HOW TO COMPLETE THIS TASK: Go through the entries below line by line and count those containing "LazyLock"; the answer is that count alone.

GIVEN DATA:
*****

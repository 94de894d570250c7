//! Per-resource kinematic state.

use fleet_catalog::RoutePlan;
use fleet_core::{GeoPoint, OperatingMode, ResourceId, ResourceRng, Timestamp};

/// The kinematic record for a single resource.
///
/// A resource follows a fixed closed waypoint loop: `target` is always
/// `waypoints[waypoint_index]`, one step ahead of `position`, and `position`
/// converges toward it every tick until arrival, at which point the cursor
/// advances (wrapping modulo the loop length) and a new target and heading
/// are set.
///
/// Mutated in place by the integrator only; never destroyed for the lifetime
/// of the process.
#[derive(Debug, Clone, PartialEq)]
pub struct KinematicState {
    /// Identity in the external fleet catalog.  Immutable.
    pub resource: ResourceId,

    /// Where the resource is right now.
    pub position: GeoPoint,

    /// The waypoint currently being driven toward.  Invariant:
    /// `target == waypoints[waypoint_index]`.
    pub target: GeoPoint,

    /// Current speed in km/h.  `0` while idle; clamped to the moving bounds
    /// by the integrator's per-tick perturbation otherwise.
    pub speed_kmh: f64,

    /// Compass heading in `[0, 360)`, recomputed whenever the target changes.
    pub heading_deg: f64,

    /// The closed route loop.  Never empty — the integrator self-heals a
    /// corrupt loop to a single point at the current position.
    pub waypoints: Vec<GeoPoint>,

    /// Cursor into `waypoints`, wraps modulo length.
    pub waypoint_index: usize,

    /// Operating mode, fixed at creation per resource kind.
    pub mode: OperatingMode,

    /// When this record was last integrated; elapsed time for the next step
    /// is measured from here.
    pub last_update: Timestamp,
}

impl KinematicState {
    /// Seed a state from a catalog route plan.
    ///
    /// The resource starts at the first waypoint with the cursor on the next
    /// one, so the target is one step ahead from the very first tick.  The
    /// initial speed is drawn uniformly from the plan's range.
    pub fn from_plan(
        resource: ResourceId,
        plan:     RoutePlan,
        now:      Timestamp,
        rng:      &mut ResourceRng,
    ) -> Self {
        let waypoints = if plan.waypoints.is_empty() {
            // The catalog guarantees non-empty; keep the invariant anyway.
            vec![fleet_catalog::DEPOT]
        } else {
            plan.waypoints
        };

        let position = waypoints[0];
        let waypoint_index = 1 % waypoints.len();
        let target = waypoints[waypoint_index];

        let (lo, hi) = plan.speed_range_kmh;
        let speed_kmh = if plan.mode.is_idle() { 0.0 } else { rng.gen_range(lo..=hi) };

        Self {
            resource,
            position,
            target,
            speed_kmh,
            heading_deg: position.bearing_deg(target),
            waypoints,
            waypoint_index,
            mode: plan.mode,
            last_update: now,
        }
    }

    /// Great-circle distance from the current position to the target, km.
    #[inline]
    pub fn remaining_km(&self) -> f64 {
        self.position.distance_km(self.target)
    }

    /// Advance the cursor one step (wrapping), retarget, and recompute the
    /// heading from the current position.
    pub fn advance_waypoint(&mut self) {
        self.waypoint_index = (self.waypoint_index + 1) % self.waypoints.len();
        self.target = self.waypoints[self.waypoint_index];
        self.heading_deg = self.position.bearing_deg(self.target);
    }

    /// Restore the loop invariants after external corruption.
    ///
    /// An empty loop becomes a single point at the current position; an
    /// out-of-range cursor wraps.  Self-healing, never an error.
    pub fn repair_waypoints(&mut self) {
        if self.waypoints.is_empty() {
            self.waypoints = vec![self.position];
            self.waypoint_index = 0;
            self.target = self.position;
        } else if self.waypoint_index >= self.waypoints.len() {
            self.waypoint_index %= self.waypoints.len();
            self.target = self.waypoints[self.waypoint_index];
        }
    }
}
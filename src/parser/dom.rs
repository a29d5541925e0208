//! Owned, mutable SVG element tree.
//!
//! The document parser rewrites the tree in place (`<use>` inlining, viewport wrappers), so
//! nodes live in an arena addressed by [`NodeId`]. Detached nodes stay in the arena but are
//! unreachable from the root.

use crate::foundation::error::SvgMotionResult;

const XLINK_NS: &str = "http://www.w3.org/1999/xlink";
const XML_NS: &str = "http://www.w3.org/XML/1998/namespace";

/// Arena index of a document node.
#[derive(
    Clone, Copy, Debug, PartialEq, Eq, PartialOrd, Ord, Hash, serde::Serialize, serde::Deserialize,
)]
pub struct NodeId(pub usize);

#[derive(Clone, Debug)]
struct NodeData {
    tag: String,
    attributes: Vec<(String, String)>,
    text: String,
    parent: Option<NodeId>,
    children: Vec<NodeId>,
}

impl NodeData {
    fn new(tag: impl Into<String>) -> Self {
        Self {
            tag: tag.into(),
            attributes: Vec::new(),
            text: String::new(),
            parent: None,
            children: Vec::new(),
        }
    }
}

/// An element-only SVG document tree.
#[derive(Clone, Debug)]
pub struct Document {
    nodes: Vec<NodeData>,
    root: NodeId,
}

/// Borrowed view of one element.
#[derive(Clone, Copy, Debug)]
pub struct Element<'a> {
    doc: &'a Document,
    id: NodeId,
}

/// Strip an `svg:` prefix, if any.
pub fn local_tag(tag: &str) -> &str {
    tag.strip_prefix("svg:").unwrap_or(tag)
}

impl Document {
    /// Create a document holding only a root element.
    pub fn new(root_tag: impl Into<String>) -> Self {
        Self {
            nodes: vec![NodeData::new(root_tag)],
            root: NodeId(0),
        }
    }

    /// Parse SVG markup with `roxmltree` and import the element tree.
    pub fn parse_str(xml: &str) -> SvgMotionResult<Self> {
        let doc = roxmltree::Document::parse(xml)?;
        Ok(Self::from_roxmltree(&doc))
    }

    /// Import an already parsed XML tree. Comments and processing instructions are dropped;
    /// text is kept on the enclosing element.
    pub fn from_roxmltree(doc: &roxmltree::Document<'_>) -> Self {
        let root_el = doc.root_element();
        let mut out = Self::new(root_el.tag_name().name());
        let root = out.root;
        out.import_node(root, root_el);
        out
    }

    fn import_node(&mut self, id: NodeId, node: roxmltree::Node<'_, '_>) {
        for attr in node.attributes() {
            let name = match attr.namespace() {
                Some(XLINK_NS) => format!("xlink:{}", attr.name()),
                Some(XML_NS) => format!("xml:{}", attr.name()),
                _ => attr.name().to_owned(),
            };
            self.nodes[id.0].attributes.push((name, attr.value().to_owned()));
        }
        for child in node.children() {
            if child.is_element() {
                let child_id = self.create_element(child.tag_name().name());
                self.append_child(id, child_id);
                self.import_node(child_id, child);
            } else if let Some(text) = child.text().filter(|_| child.is_text()) {
                self.nodes[id.0].text.push_str(text);
            }
        }
    }

    pub fn root(&self) -> NodeId {
        self.root
    }

    pub fn element(&self, id: NodeId) -> Element<'_> {
        Element { doc: self, id }
    }

    pub fn tag(&self, id: NodeId) -> &str {
        &self.nodes[id.0].tag
    }

    pub fn text(&self, id: NodeId) -> &str {
        &self.nodes[id.0].text
    }

    pub fn attributes(&self, id: NodeId) -> &[(String, String)] {
        &self.nodes[id.0].attributes
    }

    pub fn attribute(&self, id: NodeId, name: &str) -> Option<&str> {
        self.nodes[id.0]
            .attributes
            .iter()
            .find(|(k, _)| k == name)
            .map(|(_, v)| v.as_str())
    }

    /// Set or replace an attribute, keeping the position of an existing one.
    pub fn set_attribute(&mut self, id: NodeId, name: &str, value: impl Into<String>) {
        let value = value.into();
        let attrs = &mut self.nodes[id.0].attributes;
        match attrs.iter_mut().find(|(k, _)| k == name) {
            Some((_, v)) => *v = value,
            None => attrs.push((name.to_owned(), value)),
        }
    }

    pub fn remove_attribute(&mut self, id: NodeId, name: &str) {
        self.nodes[id.0].attributes.retain(|(k, _)| k != name);
    }

    pub fn parent(&self, id: NodeId) -> Option<NodeId> {
        self.nodes[id.0].parent
    }

    pub fn children(&self, id: NodeId) -> &[NodeId] {
        &self.nodes[id.0].children
    }

    /// Create a detached element.
    pub fn create_element(&mut self, tag: impl Into<String>) -> NodeId {
        self.nodes.push(NodeData::new(tag));
        NodeId(self.nodes.len() - 1)
    }

    /// Append `child` to `parent`, detaching it from its previous parent first.
    pub fn append_child(&mut self, parent: NodeId, child: NodeId) {
        self.detach(child);
        self.nodes[child.0].parent = Some(parent);
        self.nodes[parent.0].children.push(child);
    }

    /// Put `new` where `old` is and detach `old`. No-op when `old` has no parent.
    pub fn replace_child(&mut self, old: NodeId, new: NodeId) {
        let Some(parent) = self.nodes[old.0].parent else {
            return;
        };
        self.detach(new);
        let children = &mut self.nodes[parent.0].children;
        if let Some(slot) = children.iter_mut().find(|c| **c == old) {
            *slot = new;
        }
        self.nodes[new.0].parent = Some(parent);
        self.nodes[old.0].parent = None;
    }

    /// Remove `id` from its parent's child list.
    pub fn detach(&mut self, id: NodeId) {
        if let Some(parent) = self.nodes[id.0].parent.take() {
            self.nodes[parent.0].children.retain(|c| *c != id);
        }
    }

    /// Move every child of `id` under a new element `tag`, which becomes `id`'s only child.
    pub fn wrap_children(&mut self, id: NodeId, tag: &str) -> NodeId {
        let wrapper = self.create_element(tag);
        let children = std::mem::take(&mut self.nodes[id.0].children);
        for c in &children {
            self.nodes[c.0].parent = Some(wrapper);
        }
        self.nodes[wrapper.0].children = children;
        self.nodes[wrapper.0].parent = Some(id);
        self.nodes[id.0].children.push(wrapper);
        wrapper
    }

    /// Deep copy the subtree at `id`; the copy is detached.
    pub fn deep_clone(&mut self, id: NodeId) -> NodeId {
        let mut data = self.nodes[id.0].clone();
        let children = std::mem::take(&mut data.children);
        data.parent = None;
        self.nodes.push(data);
        let copy = NodeId(self.nodes.len() - 1);
        for child in children {
            let child_copy = self.deep_clone(child);
            self.nodes[child_copy.0].parent = Some(copy);
            self.nodes[copy.0].children.push(child_copy);
        }
        copy
    }

    /// Pre-order descendants of `id`, excluding `id` itself.
    pub fn descendants(&self, id: NodeId) -> Vec<NodeId> {
        let mut out = Vec::new();
        let mut stack: Vec<NodeId> = self.children(id).iter().rev().copied().collect();
        while let Some(n) = stack.pop() {
            out.push(n);
            stack.extend(self.children(n).iter().rev().copied());
        }
        out
    }

    /// Ancestors of `id`, nearest first.
    pub fn ancestors(&self, id: NodeId) -> impl Iterator<Item = NodeId> + '_ {
        std::iter::successors(self.parent(id), move |n| self.parent(*n))
    }

    /// First attached element (document order, root included) with the given `id` attribute.
    pub fn get_element_by_id(&self, value: &str) -> Option<NodeId> {
        std::iter::once(self.root)
            .chain(self.descendants(self.root))
            .find(|n| self.attribute(*n, "id") == Some(value))
    }

    /// Attached elements with the given local tag name, in document order.
    pub fn elements_by_tag(&self, tag: &str) -> Vec<NodeId> {
        std::iter::once(self.root)
            .chain(self.descendants(self.root))
            .filter(|n| local_tag(self.tag(*n)) == tag)
            .collect()
    }
}

impl<'a> Element<'a> {
    pub fn id(&self) -> NodeId {
        self.id
    }

    pub fn document(&self) -> &'a Document {
        self.doc
    }

    /// Local tag name (`svg:` prefix stripped).
    pub fn tag(&self) -> &'a str {
        local_tag(self.doc.tag(self.id))
    }

    pub fn attribute(&self, name: &str) -> Option<&'a str> {
        self.doc.attribute(self.id, name)
    }

    /// Attribute value, ignoring empty strings.
    pub fn non_empty_attribute(&self, name: &str) -> Option<&'a str> {
        self.attribute(name).filter(|v| !v.trim().is_empty())
    }

    pub fn text(&self) -> &'a str {
        self.doc.text(self.id)
    }

    pub fn parent(&self) -> Option<Element<'a>> {
        self.doc.parent(self.id).map(|p| self.doc.element(p))
    }
}

#[cfg(test)]
#[path = "../../tests/unit/parser/dom.rs"]
mod tests;
use super::*;
use crate::transform::affine::approx_eq;

fn lcg(state: &mut u64) -> f64 {
    *state = state
        .wrapping_mul(6_364_136_223_846_793_005)
        .wrapping_add(1_442_695_040_888_963_407);
    ((*state >> 11) as f64) / ((1u64 << 53) as f64)
}

#[test]
fn identity_decomposes_to_identity() {
    assert_eq!(qr_decompose(Affine::IDENTITY), Decomposed::IDENTITY);
    assert_eq!(compose_matrix(&Decomposed::IDENTITY), Affine::IDENTITY);
}

#[test]
fn round_trip_reproduces_random_non_singular_matrices() {
    let mut state = 0x5eed_u64;
    let mut checked = 0;
    while checked < 200 {
        let coeffs: [f64; 6] = std::array::from_fn(|_| lcg(&mut state) * 20.0 - 10.0);
        let m = Affine::new(coeffs);
        if m.determinant().abs() < 1e-3 {
            continue;
        }
        let back = compose_matrix(&qr_decompose(m));
        assert!(approx_eq(m, back, 1e-9), "{m:?} != {back:?}");
        checked += 1;
    }
}

#[test]
fn pure_rotation_has_unit_scale() {
    let d = qr_decompose(crate::transform::affine::rotate(90.0));
    assert!((d.angle - 90.0).abs() < 1e-12);
    assert!((d.scale_x - 1.0).abs() < 1e-12);
    assert!((d.scale_y - 1.0).abs() < 1e-12);
    assert!(d.skew_x.abs() < 1e-12);
}

#[test]
fn mirrored_matrix_gets_negative_scale_y() {
    let d = qr_decompose(Affine::new([1.0, 0.0, 0.0, -2.0, 3.0, 4.0]));
    assert_eq!(d.scale_x, 1.0);
    assert_eq!(d.scale_y, -2.0);
    assert_eq!((d.translate_x, d.translate_y), (3.0, 4.0));
}

#[test]
fn delta_skips_non_finite_components() {
    let singular = qr_decompose(Affine::new([0.0, 0.0, 0.0, 0.0, 1.0, 2.0]));
    assert!(singular.get(Component::ScaleY).is_none());
    let delta = Decomposed::delta(&singular, &Decomposed::IDENTITY);
    assert_eq!(delta.scale_y, 0.0);
    assert_eq!(delta.translate_x, -1.0);
}
//! Attribute parsers for `<animate>` elements.

use crate::parser::dom::Element;
use crate::parser::number::parse_float_prefix;

/// Map an SVG attribute name to the scene-object property it drives.
///
/// Names missing from the table pass through unchanged.
pub fn svg_to_property_name(name: &str) -> &str {
    match name {
        "cx" | "x" => "left",
        "cy" | "y" => "top",
        "r" => "radius",
        "display" | "visibility" => "visible",
        "transform" => "transformMatrix",
        "fill-opacity" => "fillOpacity",
        "fill-rule" => "fillRule",
        "font-family" => "fontFamily",
        "font-size" => "fontSize",
        "font-style" => "fontStyle",
        "font-weight" => "fontWeight",
        "letter-spacing" => "charSpacing",
        "paint-order" => "paintFirst",
        "stroke-dasharray" => "strokeDashArray",
        "stroke-dashoffset" => "strokeDashOffset",
        "stroke-linecap" => "strokeLineCap",
        "stroke-linejoin" => "strokeLineJoin",
        "stroke-miterlimit" => "strokeMiterLimit",
        "stroke-opacity" => "strokeOpacity",
        "stroke-width" => "strokeWidth",
        "text-decoration" => "textDecoration",
        "text-anchor" => "textAnchor",
        "opacity" => "opacity",
        "clip-path" => "clipPath",
        "clip-rule" => "clipRule",
        "vector-effect" => "strokeUniform",
        "image-rendering" => "imageSmoothing",
        other => other,
    }
}

/// `attributeName`, converted to a property name. `None` when the attribute is absent.
pub fn parse_attribute_name(el: &Element<'_>) -> Option<String> {
    let raw = el.non_empty_attribute("attributeName")?;
    Some(svg_to_property_name(raw.trim()).to_owned())
}

/// `values` split on `;`. Entries are trimmed and empty ones dropped; they stay strings
/// so that color and number values can be told apart later.
pub fn parse_values_attribute(el: &Element<'_>) -> Option<Vec<String>> {
    let raw = el.non_empty_attribute("values")?;
    let values: Vec<String> = raw
        .split(';')
        .map(str::trim)
        .filter(|v| !v.is_empty())
        .map(str::to_owned)
        .collect();
    (!values.is_empty()).then_some(values)
}

/// Two-value list synthesized from `from`/`to`/`by`.
///
/// Only consulted when `values` is absent. Needs `from` plus `to` or `by`; `to` wins over
/// `by`. A `from`/`by` pair with a non-numeric `from` yields `None`.
pub fn parse_from_to_by_attribute(el: &Element<'_>) -> Option<Vec<String>> {
    if el.non_empty_attribute("values").is_some() {
        return None;
    }
    let from = el.non_empty_attribute("from")?.trim();
    if let Some(to) = el.non_empty_attribute("to") {
        return Some(vec![from.to_owned(), to.trim().to_owned()]);
    }
    let by = el.non_empty_attribute("by").and_then(parse_float_prefix)?;
    let start = parse_float_prefix(from)?;
    Some(vec![from.to_owned(), format_number(start + by)])
}

/// Shortest decimal text for `v` (`20` rather than `20.0`).
pub(crate) fn format_number(v: f64) -> String {
    if v.fract() == 0.0 && v.abs() < 1e15 {
        format!("{}", v as i64)
    } else {
        format!("{v}")
    }
}

#[cfg(test)]
#[path = "../../tests/unit/parser/animation_attrs.rs"]
mod tests;
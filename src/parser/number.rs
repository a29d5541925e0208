//! Lenient number parsing for SVG attribute values.

use std::sync::LazyLock;

use regex::Regex;

/// Floating point grammar shared by the attribute parsers.
pub(crate) const NUMBER: &str = r"(?:[-+]?(?:\d+|\d*\.\d+)(?:[eE][-+]?\d+)?)";

static LEADING_NUMBER: LazyLock<Regex> = LazyLock::new(|| {
    Regex::new(r"^[-+]?(?:\d+\.?\d*|\.\d+)(?:[eE][-+]?\d+)?").expect("static regex")
});

/// Parse the longest numeric prefix of `s` after leading whitespace.
///
/// `"10px"` yields `10.0`, `"abc"` yields `None`. Mirrors how browsers read
/// presentation attributes that carry units.
pub fn parse_float_prefix(s: &str) -> Option<f64> {
    let s = s.trim_start();
    let m = LEADING_NUMBER.find(s)?;
    m.as_str().parse::<f64>().ok()
}

/// Parse a length with an optional absolute unit into user units (96 dpi).
///
/// `em` is resolved against `font_size`; unknown suffixes, `%` included, keep the bare number.
pub fn parse_unit(s: &str, font_size: f64) -> Option<f64> {
    let s = s.trim();
    let value = parse_float_prefix(s)?;
    let mult = match s.get(s.len().saturating_sub(2)..) {
        Some("mm") => 96.0 / 25.4,
        Some("cm") => 96.0 / 2.54,
        Some("in") => 96.0,
        Some("pt") => 96.0 / 72.0,
        Some("pc") => 16.0,
        Some("em") => font_size,
        _ => 1.0,
    };
    Some(value * mult)
}

/// Parse a SMIL clock value into seconds.
///
/// Accepts `12`, `1.5s`, `250ms`, `2min`, `1h`, `mm:ss(.frac)` and `hh:mm:ss(.frac)`.
/// Returns `None` for anything else, including `indefinite`.
pub fn parse_clock_value(s: &str) -> Option<f64> {
    let s = s.trim();
    if s.is_empty() {
        return None;
    }

    if s.contains(':') {
        let parts: Vec<&str> = s.split(':').collect();
        let nums: Option<Vec<f64>> = parts.iter().map(|p| p.trim().parse::<f64>().ok()).collect();
        let nums = nums?;
        return match nums.as_slice() {
            [m, sec] => Some(m * 60.0 + sec),
            [h, m, sec] => Some(h * 3600.0 + m * 60.0 + sec),
            _ => None,
        };
    }

    let (num, mult) = if let Some(v) = s.strip_suffix("ms") {
        (v, 0.001)
    } else if let Some(v) = s.strip_suffix("min") {
        (v, 60.0)
    } else if let Some(v) = s.strip_suffix('h') {
        (v, 3600.0)
    } else if let Some(v) = s.strip_suffix('s') {
        (v, 1.0)
    } else {
        (s, 1.0)
    };
    let v = num.trim().parse::<f64>().ok()?;
    v.is_finite().then_some(v * mult)
}

#[cfg(test)]
#[path = "../../tests/unit/parser/number.rs"]
mod tests;
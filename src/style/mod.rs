pub mod color;
pub mod paint;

*****

RESPONSE AREA: 2